▶ _Input data_
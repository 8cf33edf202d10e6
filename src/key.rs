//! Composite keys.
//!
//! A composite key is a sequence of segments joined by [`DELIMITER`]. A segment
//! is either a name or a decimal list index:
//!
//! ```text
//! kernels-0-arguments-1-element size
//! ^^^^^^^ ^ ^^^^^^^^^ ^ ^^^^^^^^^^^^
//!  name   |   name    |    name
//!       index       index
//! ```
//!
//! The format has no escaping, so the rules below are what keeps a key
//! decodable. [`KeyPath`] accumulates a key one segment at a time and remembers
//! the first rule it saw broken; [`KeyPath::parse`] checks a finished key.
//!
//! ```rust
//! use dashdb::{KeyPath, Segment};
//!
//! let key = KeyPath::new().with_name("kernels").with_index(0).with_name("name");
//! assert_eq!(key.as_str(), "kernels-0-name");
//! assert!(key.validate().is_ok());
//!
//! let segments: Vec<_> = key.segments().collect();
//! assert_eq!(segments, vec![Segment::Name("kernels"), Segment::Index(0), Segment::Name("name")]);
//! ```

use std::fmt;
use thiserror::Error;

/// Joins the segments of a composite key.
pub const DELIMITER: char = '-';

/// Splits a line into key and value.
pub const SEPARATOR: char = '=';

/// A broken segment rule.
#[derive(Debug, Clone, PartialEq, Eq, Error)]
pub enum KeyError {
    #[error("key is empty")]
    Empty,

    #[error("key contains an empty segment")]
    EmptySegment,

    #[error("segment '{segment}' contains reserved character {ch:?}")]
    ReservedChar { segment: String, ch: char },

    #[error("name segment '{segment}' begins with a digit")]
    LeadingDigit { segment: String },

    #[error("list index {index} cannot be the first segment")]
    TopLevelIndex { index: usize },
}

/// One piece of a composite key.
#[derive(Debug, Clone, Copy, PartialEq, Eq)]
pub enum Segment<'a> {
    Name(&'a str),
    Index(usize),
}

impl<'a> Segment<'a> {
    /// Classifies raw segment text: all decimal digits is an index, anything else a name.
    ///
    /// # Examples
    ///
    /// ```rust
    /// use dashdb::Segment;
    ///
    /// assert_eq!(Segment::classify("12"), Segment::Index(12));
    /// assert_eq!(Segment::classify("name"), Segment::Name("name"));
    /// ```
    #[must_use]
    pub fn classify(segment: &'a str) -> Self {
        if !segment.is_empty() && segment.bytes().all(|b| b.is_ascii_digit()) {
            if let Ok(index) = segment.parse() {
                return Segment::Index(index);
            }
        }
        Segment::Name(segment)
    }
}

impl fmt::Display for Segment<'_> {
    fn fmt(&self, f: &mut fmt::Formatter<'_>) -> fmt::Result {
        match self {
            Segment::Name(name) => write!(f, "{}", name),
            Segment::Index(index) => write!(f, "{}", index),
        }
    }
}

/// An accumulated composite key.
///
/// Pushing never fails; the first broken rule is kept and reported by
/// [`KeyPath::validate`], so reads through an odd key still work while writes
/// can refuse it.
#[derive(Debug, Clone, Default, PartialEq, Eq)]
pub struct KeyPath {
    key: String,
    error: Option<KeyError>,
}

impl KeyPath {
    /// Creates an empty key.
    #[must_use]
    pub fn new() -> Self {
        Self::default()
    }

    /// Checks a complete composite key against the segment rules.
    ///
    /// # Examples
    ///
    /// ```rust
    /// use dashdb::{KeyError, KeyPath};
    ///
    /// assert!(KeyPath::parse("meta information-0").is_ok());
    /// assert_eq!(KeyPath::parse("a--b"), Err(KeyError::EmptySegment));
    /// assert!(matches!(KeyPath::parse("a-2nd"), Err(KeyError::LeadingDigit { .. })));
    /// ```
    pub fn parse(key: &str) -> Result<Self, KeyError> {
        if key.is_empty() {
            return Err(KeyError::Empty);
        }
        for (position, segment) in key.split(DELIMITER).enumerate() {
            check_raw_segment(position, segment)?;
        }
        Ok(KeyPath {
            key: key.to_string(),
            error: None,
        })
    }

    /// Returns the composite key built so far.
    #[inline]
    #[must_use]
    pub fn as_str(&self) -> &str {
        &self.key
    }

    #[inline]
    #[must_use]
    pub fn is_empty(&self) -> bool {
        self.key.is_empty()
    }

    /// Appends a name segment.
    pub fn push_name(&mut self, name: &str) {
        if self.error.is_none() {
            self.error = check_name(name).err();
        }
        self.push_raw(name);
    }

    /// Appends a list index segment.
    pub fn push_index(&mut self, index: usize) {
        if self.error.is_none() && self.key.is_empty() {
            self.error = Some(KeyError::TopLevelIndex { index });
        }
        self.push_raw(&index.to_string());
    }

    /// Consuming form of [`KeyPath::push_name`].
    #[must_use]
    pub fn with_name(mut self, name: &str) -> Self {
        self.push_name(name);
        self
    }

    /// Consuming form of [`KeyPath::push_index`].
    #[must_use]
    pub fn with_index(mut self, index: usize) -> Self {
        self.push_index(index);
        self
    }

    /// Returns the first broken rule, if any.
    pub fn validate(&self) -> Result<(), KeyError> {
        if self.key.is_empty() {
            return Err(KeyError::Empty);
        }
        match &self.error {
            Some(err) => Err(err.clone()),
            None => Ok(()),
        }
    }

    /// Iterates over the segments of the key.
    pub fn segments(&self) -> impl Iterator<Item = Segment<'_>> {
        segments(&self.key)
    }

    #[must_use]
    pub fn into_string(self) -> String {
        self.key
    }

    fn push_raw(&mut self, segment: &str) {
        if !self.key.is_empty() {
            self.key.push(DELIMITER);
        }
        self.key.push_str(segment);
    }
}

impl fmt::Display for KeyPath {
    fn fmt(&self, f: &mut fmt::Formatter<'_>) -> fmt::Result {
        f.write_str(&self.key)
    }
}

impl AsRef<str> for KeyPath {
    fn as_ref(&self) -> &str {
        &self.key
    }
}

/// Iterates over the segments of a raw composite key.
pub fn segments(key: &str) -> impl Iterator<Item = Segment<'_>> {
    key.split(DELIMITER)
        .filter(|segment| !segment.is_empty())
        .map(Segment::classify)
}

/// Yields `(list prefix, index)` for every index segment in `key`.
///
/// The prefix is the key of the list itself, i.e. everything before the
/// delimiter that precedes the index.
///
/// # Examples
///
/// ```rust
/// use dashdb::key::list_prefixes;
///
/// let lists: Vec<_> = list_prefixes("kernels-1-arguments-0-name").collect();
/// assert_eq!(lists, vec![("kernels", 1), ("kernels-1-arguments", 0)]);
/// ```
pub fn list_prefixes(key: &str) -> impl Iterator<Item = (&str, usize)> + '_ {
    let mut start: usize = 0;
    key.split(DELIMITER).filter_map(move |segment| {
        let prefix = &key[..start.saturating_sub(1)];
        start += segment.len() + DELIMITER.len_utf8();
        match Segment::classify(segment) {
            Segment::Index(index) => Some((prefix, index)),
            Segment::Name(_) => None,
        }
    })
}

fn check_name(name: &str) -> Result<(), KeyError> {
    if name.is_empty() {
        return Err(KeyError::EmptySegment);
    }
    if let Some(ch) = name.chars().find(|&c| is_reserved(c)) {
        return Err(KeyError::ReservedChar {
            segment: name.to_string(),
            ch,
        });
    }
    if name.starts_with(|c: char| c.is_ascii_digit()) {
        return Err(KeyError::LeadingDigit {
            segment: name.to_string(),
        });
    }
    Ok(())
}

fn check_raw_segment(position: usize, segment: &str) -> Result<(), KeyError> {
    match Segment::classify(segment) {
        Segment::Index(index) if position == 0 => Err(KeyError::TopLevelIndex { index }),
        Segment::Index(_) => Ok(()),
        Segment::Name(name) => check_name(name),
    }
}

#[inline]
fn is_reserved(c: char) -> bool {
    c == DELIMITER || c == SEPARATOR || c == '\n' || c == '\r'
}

▶ _Problem_
Your task is to set down again, exactly, every line from the beginning of the listing through the line with "segments of a composite key.".

▶ _Answer box_
repository 8cf33edf202d10e6
filename src/key.rs
//! Composite keys.
//!
//! A composite key is a sequence of segments joined by [`DELIMITER`]. A segment
//! is either a name or a decimal list index:
//!
//! ```text
//! kernels-0-arguments-1-element size
//! ^^^^^^^ ^ ^^^^^^^^^ ^ ^^^^^^^^^^^^
//!  name   |   name    |    name
//!       index       index
//! ```
//!
//! The format has no escaping, so the rules below are what keeps a key
//! decodable. [`KeyPath`] accumulates a key one segment at a time and remembers
//! the first rule it saw broken; [`KeyPath::parse`] checks a finished key.
//!
//! ```rust
//! use dashdb::{KeyPath, Segment};
//!
//! let key = KeyPath::new().with_name("kernels").with_index(0).with_name("name");
//! assert_eq!(key.as_str(), "kernels-0-name");
//! assert!(key.validate().is_ok());
//!
//! let segments: Vec<_> = key.segments().collect();
//! assert_eq!(segments, vec![Segment::Name("kernels"), Segment::Index(0), Segment::Name("name")]);
//! ```

use std::fmt;
use thiserror::Error;

/// Joins the segments of a composite key.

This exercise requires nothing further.